Ein Artikel auf Englisch in der Technology Review beschreibt die Versuche der FBI und CIA, mit modernen Technologien Dokumente in Fremdsprachen zu analysieren. Maschinenübersetzung wird nicht weiterverfolgt; der Computer soll Humanübersetzern (ein schönes Wort) unterstützen, nicht mehr ersetzen.
In the Technology Review, there is an article by Michael Erard called Translation in the Age of Terror. The topic is the National Virtual Translation Center in Washington D.C., the FBI & CIA’s joint project to expand the use of computer-assisted translation technologies in the intelligence community (to quote Michael Erard’s own description on the Forensic Linguists mailing list.

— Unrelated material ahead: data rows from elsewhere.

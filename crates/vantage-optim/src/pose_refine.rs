//! Reprojection-error refinement of a camera pose.
//!
//! Parameters are an axis-angle rotation and a translation (`T_C_W`). World
//! points are shifted to their centroid while solving so the Jacobian stays
//! well conditioned for projected (UTM) coordinates. The residual is generic
//! over [`RealField`] and the Jacobian comes from `num-dual` forward-mode
//! autodiff over the six pose parameters.

use log::debug;
use nalgebra::{DMatrix, DVector, RealField, SVector, Translation3, UnitQuaternion, Vector3};
use num_dual::{jacobian, DualSVec64};
use vantage_core::{Iso3, PinholeCamera, Pt2, Pt3, Real, ReprojectionStats, Vec3};

use crate::{LmBackend, NllsProblem, NllsSolverBackend, OptimError, SolveOptions};

// Points closer than this to the camera plane are projected as if at it.
const MIN_DEPTH: Real = 1e-6;

// Below this squared angle the rotation is linearized.
const SMALL_ANGLE_SQ: Real = 1e-12;

const POSE_DIM: usize = 6;

#[derive(Debug, Clone)]
pub struct PoseRefineReport {
    /// Refined `T_C_W` in the caller's world frame.
    pub pose: Iso3,
    pub stats: ReprojectionStats,
    pub converged: bool,
    pub evaluations: usize,
}

struct PoseProblem<'a> {
    world: Vec<Pt3>,
    pixels: &'a [Pt2],
    camera: &'a PinholeCamera,
}

fn pose_from_params(x: &DVector<Real>) -> Iso3 {
    let rot = UnitQuaternion::from_scaled_axis(Vec3::new(x[0], x[1], x[2]));
    Iso3::from_parts(Translation3::new(x[3], x[4], x[5]), rot)
}

fn params_from_pose(pose: &Iso3) -> DVector<Real> {
    let r = pose.rotation.scaled_axis();
    let t = pose.translation.vector;
    DVector::from_vec(vec![r.x, r.y, r.z, t.x, t.y, t.z])
}

fn real<T: RealField>(v: Real) -> T {
    nalgebra::convert(v)
}

/// Rodrigues rotation of `p` by the axis-angle vector `r`.
fn rotate<T: RealField>(r: &Vector3<T>, p: &Vector3<T>) -> Vector3<T> {
    let theta2 = r.norm_squared();
    if theta2 < real(SMALL_ANGLE_SQ) {
        return p + r.cross(p);
    }
    let theta = theta2.sqrt();
    let k = r / theta.clone();
    let (sin, cos) = theta.sin_cos();
    let kp = k.dot(p);
    p * cos.clone() + k.cross(p) * sin + k * (kp * (T::one() - cos))
}

/// Pixel of a camera-frame point, clamping depth to stay differentiable.
fn project_generic<T: RealField>(camera: &PinholeCamera, pc: &Vector3<T>) -> (T, T) {
    let min_depth: T = real(MIN_DEPTH);
    let z = if pc.z < min_depth { min_depth } else { pc.z.clone() };
    let x = pc.x.clone() / z.clone();
    let y = pc.y.clone() / z;

    let d = &camera.dist;
    let r2 = x.clone() * x.clone() + y.clone() * y.clone();
    let r4 = r2.clone() * r2.clone();
    let r6 = r4.clone() * r2.clone();
    let radial = T::one() + r2.clone() * real(d.k1) + r4 * real(d.k2) + r6 * real(d.k3);
    let two: T = real(2.0);
    let xy = x.clone() * y.clone();
    let xd = x.clone() * radial.clone()
        + two.clone() * xy.clone() * real(d.p1)
        + (r2.clone() + two.clone() * x.clone() * x) * real(d.p2);
    let yd = y.clone() * radial
        + (r2 + two.clone() * y.clone() * y) * real(d.p1)
        + two * xy * real(d.p2);

    let k = &camera.k;
    let u = xd * real(k.fx) + yd.clone() * real(k.skew) + real(k.cx);
    let v = yd * real(k.fy) + real(k.cy);
    (u, v)
}

impl PoseProblem<'_> {
    fn residuals_generic<T: RealField>(&self, x: &[T]) -> DVector<T> {
        let r = Vector3::new(x[0].clone(), x[1].clone(), x[2].clone());
        let t = Vector3::new(x[3].clone(), x[4].clone(), x[5].clone());
        let mut out = DVector::from_element(2 * self.world.len(), T::zero());
        for (i, (pw, px)) in self.world.iter().zip(self.pixels).enumerate() {
            let p = Vector3::new(real(pw.x), real(pw.y), real(pw.z));
            let (u, v) = project_generic(self.camera, &(rotate(&r, &p) + t.clone()));
            out[2 * i] = u - real(px.x);
            out[2 * i + 1] = v - real(px.y);
        }
        out
    }
}

impl NllsProblem for PoseProblem<'_> {
    fn num_params(&self) -> usize {
        POSE_DIM
    }

    fn num_residuals(&self) -> usize {
        2 * self.world.len()
    }

    fn residuals(&self, x: &DVector<Real>) -> DVector<Real> {
        self.residuals_generic(x.as_slice())
    }

    fn jacobian(&self, x: &DVector<Real>) -> DMatrix<Real> {
        let p0 = SVector::<Real, POSE_DIM>::from_column_slice(x.as_slice());
        let (_, j) = jacobian(
            |p: SVector<DualSVec64<POSE_DIM>, POSE_DIM>| self.residuals_generic(p.as_slice()),
            p0,
        );
        DMatrix::from_iterator(j.nrows(), POSE_DIM, j.iter().copied())
    }
}

/// Per-point reprojection errors of `pose`; points behind the camera are
/// measured at the clamped depth.
pub fn reprojection_errors(
    world: &[Pt3],
    pixels: &[Pt2],
    camera: &PinholeCamera,
    pose: &Iso3,
) -> Vec<Real> {
    world
        .iter()
        .zip(pixels)
        .map(|(pw, px)| {
            let pc = pose.transform_point(pw);
            let (u, v) = project_generic(camera, &pc.coords);
            (Pt2::new(u, v) - px).norm()
        })
        .collect()
}

/// Refine `initial` (`T_C_W`) by minimizing pixel reprojection error.
pub fn refine_pose(
    world: &[Pt3],
    pixels: &[Pt2],
    camera: &PinholeCamera,
    initial: &Iso3,
    opts: &SolveOptions,
) -> Result<PoseRefineReport, OptimError> {
    let n = world.len().min(pixels.len());
    if n < 3 {
        return Err(OptimError::NotEnoughResiduals {
            required: 6,
            found: 2 * n,
        });
    }

    let origin = world[..n].iter().fold(Vec3::zeros(), |a, p| a + p.coords) / n as Real;
    let problem = PoseProblem {
        world: world[..n].iter().map(|p| p - origin).collect(),
        pixels: &pixels[..n],
        camera,
    };

    // Express the initial pose in the centred frame.
    let mut centred = *initial;
    centred.translation.vector += initial.rotation * origin;

    let (x, report) = LmBackend.solve(&problem, params_from_pose(&centred), opts);
    if !x.iter().all(|v| v.is_finite()) {
        return Err(OptimError::NonConvergence(report.termination));
    }
    let mut pose = pose_from_params(&x);
    pose.translation.vector -= pose.rotation * origin;

    let errors = reprojection_errors(world, pixels, camera, &pose);
    let stats = ReprojectionStats::from_errors(&errors)
        .ok_or_else(|| OptimError::NonConvergence("no reprojection errors".into()))?;
    debug!(
        "pose refinement: mean {:.3} px after {} evaluations ({})",
        stats.mean, report.iterations, report.termination
    );
    Ok(PoseRefineReport {
        pose,
        stats,
        converged: report.converged,
        evaluations: report.iterations,
    })
}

bq. In a Washington, DC, conference room soundproofed to thwart eavesdropping, five linguists working for the governmentspeaking on condition their names not be publisheddescribe the monumental task they face analyzing foreign-language intercepts in the age of terror.
In view of the mass of material collected, technology has to assist translators. It seems that attempts to use machine translation have been given up in favour of techniques to assist human translators. For example, software might make Arabic easier to read – the documents are often in bad condition. In one example of the way things might work, a document containing one suspicious word is farmed out to a retired translator in Idaho (!), who uses translation memory with a shared database of translated phrases to determine that the document is not suspicious. (This is an odd example – I would have thought a quick human inspection would have done that, saving the OCR time, and if not, that machine translation rather than translation memory would have been used to give the document a once-over).
Other software processes Arabic text to make it easier to search.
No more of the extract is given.